The task: Which lines in the records below hold the word "impl"? Copy each of them.

Data section:

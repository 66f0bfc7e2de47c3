use std::collections::BTreeMap;

use serde::{Deserialize, Serialize};
use serde_json::Value;

/// Style overrides for one rendered record. Empty means "no overrides".
#[derive(Debug, Clone, Default, PartialEq, Serialize, Deserialize)]
#[serde(transparent)]
pub struct StyleFragment(BTreeMap<String, Value>);

impl StyleFragment {
    pub fn new() -> Self {
        Self::default()
    }

    pub fn insert(&mut self, key: impl Into<String>, value: Value) {
        self.0.insert(key.into(), value);
    }

    pub fn get(&self, key: &str) -> Option<&Value> {
        self.0.get(key)
    }

    pub fn is_empty(&self) -> bool {
        self.0.is_empty()
    }

    pub fn len(&self) -> usize {
        self.0.len()
    }

    pub fn iter(&self) -> impl Iterator<Item = (&String, &Value)> {
        self.0.iter()
    }
}
//! Base trait for intents.

/// Marker trait for intent objects.
///
/// Intents describe what happened (a sort header was clicked, a quick
/// filter toggled, a row clicked), never how the state should change.
pub trait Intent: Send + 'static {}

Response to this exercise:
impl StyleFragment {
    pub fn insert(&mut self, key: impl Into<String>, value: Value) {
    pub fn iter(&self) -> impl Iterator<Item = (&String, &Value)> {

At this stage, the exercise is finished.